### Directions
Your task is to copy every line of the entries that holds the word "EnvFilter".
═════ Input data ═════
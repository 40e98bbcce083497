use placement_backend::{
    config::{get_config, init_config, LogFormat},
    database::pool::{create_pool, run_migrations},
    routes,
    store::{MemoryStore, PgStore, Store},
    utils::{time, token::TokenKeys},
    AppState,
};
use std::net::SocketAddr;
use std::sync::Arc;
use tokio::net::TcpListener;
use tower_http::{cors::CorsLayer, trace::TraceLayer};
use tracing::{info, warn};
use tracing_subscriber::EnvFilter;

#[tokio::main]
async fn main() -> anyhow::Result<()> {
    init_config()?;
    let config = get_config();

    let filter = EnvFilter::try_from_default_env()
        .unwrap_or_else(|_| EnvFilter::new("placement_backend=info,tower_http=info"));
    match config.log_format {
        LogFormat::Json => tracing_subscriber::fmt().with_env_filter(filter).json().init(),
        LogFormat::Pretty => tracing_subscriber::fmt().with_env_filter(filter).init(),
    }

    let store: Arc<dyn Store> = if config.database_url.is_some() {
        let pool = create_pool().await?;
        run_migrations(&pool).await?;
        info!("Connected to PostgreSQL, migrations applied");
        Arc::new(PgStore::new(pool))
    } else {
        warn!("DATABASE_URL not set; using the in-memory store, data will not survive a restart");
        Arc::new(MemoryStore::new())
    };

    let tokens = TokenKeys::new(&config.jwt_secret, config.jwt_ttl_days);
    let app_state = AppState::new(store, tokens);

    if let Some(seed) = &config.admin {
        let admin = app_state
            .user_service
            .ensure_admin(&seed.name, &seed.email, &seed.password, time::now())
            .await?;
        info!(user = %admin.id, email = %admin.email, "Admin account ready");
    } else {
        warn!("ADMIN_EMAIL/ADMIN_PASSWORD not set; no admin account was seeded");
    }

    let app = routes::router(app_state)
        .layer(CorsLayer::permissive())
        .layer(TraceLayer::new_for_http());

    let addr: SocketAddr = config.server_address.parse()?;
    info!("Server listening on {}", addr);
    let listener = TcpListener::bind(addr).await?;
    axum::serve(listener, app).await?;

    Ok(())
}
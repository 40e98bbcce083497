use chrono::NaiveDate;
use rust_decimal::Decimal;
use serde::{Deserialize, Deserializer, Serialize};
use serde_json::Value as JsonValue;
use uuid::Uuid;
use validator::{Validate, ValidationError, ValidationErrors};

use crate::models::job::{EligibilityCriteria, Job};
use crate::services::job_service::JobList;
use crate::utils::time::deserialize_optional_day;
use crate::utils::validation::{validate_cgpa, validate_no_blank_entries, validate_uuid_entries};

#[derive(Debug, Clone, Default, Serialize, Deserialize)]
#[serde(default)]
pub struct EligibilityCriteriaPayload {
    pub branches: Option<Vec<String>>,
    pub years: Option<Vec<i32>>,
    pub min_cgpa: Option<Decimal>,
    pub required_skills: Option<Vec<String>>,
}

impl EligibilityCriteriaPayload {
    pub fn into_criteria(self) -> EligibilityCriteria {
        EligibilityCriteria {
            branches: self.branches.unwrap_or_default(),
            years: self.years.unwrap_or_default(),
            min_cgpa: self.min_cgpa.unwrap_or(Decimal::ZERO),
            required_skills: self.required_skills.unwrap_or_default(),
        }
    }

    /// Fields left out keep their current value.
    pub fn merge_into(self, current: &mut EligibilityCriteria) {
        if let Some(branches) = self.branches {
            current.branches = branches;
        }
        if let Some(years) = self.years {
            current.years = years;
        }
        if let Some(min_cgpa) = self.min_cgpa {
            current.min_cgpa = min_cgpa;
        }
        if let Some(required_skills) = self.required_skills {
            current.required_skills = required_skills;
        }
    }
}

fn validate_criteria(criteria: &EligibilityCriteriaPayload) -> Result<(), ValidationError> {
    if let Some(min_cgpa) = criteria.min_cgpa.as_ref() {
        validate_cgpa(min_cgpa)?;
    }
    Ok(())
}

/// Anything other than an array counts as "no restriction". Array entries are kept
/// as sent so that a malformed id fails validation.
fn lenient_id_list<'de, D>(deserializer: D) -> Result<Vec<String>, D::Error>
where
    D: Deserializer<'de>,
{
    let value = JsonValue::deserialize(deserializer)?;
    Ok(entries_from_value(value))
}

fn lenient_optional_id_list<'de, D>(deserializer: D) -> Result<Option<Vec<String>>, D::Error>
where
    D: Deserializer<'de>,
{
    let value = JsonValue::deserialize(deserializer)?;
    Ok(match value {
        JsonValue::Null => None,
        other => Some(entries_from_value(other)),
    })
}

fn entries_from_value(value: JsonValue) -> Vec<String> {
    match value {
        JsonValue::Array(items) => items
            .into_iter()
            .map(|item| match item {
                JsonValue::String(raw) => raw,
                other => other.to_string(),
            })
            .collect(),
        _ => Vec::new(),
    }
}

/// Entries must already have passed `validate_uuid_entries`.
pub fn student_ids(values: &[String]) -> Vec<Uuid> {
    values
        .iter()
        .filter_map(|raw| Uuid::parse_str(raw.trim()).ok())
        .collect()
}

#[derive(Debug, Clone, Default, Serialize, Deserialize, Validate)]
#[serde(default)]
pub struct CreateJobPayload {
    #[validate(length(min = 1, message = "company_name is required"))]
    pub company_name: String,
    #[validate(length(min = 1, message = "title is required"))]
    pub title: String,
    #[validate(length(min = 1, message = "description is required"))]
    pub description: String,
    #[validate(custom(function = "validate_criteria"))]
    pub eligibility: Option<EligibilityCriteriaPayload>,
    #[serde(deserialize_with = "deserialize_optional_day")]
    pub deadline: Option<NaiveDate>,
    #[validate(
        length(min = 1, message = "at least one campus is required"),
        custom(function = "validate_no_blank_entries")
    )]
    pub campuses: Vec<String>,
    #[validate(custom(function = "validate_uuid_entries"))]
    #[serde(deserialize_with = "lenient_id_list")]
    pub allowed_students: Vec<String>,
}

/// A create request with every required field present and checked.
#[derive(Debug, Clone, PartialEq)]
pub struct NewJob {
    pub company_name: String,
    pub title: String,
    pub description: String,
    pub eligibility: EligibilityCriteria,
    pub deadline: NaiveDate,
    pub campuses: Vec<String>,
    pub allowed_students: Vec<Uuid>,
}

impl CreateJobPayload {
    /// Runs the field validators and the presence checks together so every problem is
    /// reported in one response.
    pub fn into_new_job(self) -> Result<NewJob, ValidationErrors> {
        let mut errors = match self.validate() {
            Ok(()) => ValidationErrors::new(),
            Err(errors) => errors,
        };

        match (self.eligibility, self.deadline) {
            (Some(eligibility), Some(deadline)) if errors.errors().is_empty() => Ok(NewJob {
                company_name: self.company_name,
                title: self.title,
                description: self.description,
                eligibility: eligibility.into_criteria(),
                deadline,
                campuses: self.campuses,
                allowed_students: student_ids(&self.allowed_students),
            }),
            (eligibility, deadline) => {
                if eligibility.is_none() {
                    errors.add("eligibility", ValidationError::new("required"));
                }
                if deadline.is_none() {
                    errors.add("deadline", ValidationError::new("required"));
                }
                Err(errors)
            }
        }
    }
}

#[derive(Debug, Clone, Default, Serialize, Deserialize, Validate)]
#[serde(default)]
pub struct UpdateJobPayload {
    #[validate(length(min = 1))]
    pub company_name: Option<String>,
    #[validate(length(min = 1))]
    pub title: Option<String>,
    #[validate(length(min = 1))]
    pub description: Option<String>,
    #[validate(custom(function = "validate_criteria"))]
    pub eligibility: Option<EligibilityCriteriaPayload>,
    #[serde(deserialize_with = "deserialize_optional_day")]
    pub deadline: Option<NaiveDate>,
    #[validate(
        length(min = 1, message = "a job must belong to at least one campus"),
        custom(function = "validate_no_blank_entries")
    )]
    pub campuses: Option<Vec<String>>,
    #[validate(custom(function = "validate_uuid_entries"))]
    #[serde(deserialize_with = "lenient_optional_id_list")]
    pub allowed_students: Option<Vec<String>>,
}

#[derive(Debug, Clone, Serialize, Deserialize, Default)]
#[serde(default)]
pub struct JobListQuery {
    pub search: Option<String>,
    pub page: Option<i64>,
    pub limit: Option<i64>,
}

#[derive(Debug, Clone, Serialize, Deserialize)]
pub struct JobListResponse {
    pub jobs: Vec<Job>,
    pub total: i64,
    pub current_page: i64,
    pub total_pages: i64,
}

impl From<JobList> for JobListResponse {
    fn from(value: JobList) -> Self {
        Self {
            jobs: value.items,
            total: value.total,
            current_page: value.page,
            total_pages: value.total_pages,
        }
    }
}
═════
═════ Input data ═════
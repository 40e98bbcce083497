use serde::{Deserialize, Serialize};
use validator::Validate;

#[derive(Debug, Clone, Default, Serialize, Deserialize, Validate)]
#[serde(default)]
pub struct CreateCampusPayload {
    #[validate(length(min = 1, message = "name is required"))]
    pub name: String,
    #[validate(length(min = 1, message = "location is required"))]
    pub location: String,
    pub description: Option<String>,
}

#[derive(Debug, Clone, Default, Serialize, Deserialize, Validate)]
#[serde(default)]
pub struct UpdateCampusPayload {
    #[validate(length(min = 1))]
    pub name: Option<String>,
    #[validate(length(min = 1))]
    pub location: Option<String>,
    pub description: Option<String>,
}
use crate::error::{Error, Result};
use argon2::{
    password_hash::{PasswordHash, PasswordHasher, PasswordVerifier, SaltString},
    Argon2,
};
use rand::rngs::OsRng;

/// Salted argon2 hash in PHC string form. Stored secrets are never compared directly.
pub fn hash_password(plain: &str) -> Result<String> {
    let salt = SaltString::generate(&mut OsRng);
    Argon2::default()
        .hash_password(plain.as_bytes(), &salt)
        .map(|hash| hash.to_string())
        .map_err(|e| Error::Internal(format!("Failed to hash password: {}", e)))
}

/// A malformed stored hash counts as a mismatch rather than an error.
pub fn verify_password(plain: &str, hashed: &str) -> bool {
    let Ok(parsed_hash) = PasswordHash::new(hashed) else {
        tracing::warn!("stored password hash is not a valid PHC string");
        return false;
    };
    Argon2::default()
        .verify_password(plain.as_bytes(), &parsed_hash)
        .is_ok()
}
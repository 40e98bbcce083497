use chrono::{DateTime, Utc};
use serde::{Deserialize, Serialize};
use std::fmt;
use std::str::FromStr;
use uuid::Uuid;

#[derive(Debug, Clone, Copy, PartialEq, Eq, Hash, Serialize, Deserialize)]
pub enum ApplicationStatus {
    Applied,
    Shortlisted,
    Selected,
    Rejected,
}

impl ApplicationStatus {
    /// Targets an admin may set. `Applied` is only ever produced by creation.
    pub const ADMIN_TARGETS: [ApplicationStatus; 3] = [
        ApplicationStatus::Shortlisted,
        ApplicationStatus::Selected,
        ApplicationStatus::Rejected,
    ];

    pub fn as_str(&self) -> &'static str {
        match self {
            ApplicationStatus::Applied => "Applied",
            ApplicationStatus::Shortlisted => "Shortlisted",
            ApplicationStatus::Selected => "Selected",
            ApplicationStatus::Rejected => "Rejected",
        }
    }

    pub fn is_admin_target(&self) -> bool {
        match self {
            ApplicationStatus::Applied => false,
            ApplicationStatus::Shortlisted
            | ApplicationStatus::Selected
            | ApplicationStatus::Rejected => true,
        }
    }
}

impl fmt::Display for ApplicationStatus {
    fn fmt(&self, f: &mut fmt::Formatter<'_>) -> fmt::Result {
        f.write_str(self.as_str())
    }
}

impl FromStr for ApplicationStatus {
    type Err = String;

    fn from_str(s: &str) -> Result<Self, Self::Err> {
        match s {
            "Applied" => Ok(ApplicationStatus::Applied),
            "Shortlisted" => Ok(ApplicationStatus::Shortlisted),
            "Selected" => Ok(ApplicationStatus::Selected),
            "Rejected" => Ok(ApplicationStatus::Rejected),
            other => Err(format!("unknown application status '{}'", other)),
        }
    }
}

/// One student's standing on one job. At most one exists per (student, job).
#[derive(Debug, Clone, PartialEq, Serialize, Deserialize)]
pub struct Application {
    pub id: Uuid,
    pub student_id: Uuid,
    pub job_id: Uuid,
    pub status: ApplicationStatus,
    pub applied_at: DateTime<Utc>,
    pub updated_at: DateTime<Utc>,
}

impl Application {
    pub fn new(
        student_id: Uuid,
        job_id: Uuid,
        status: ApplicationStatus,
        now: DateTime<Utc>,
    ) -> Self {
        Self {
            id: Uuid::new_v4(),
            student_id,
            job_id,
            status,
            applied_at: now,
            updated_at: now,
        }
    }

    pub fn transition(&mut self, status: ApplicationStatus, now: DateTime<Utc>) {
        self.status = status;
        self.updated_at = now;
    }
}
═════
### Finished exercise
use tracing_subscriber::EnvFilter;
    let filter = EnvFilter::try_from_default_env()
        .unwrap_or_else(|_| EnvFilter::new("placement_backend=info,tower_http=info"));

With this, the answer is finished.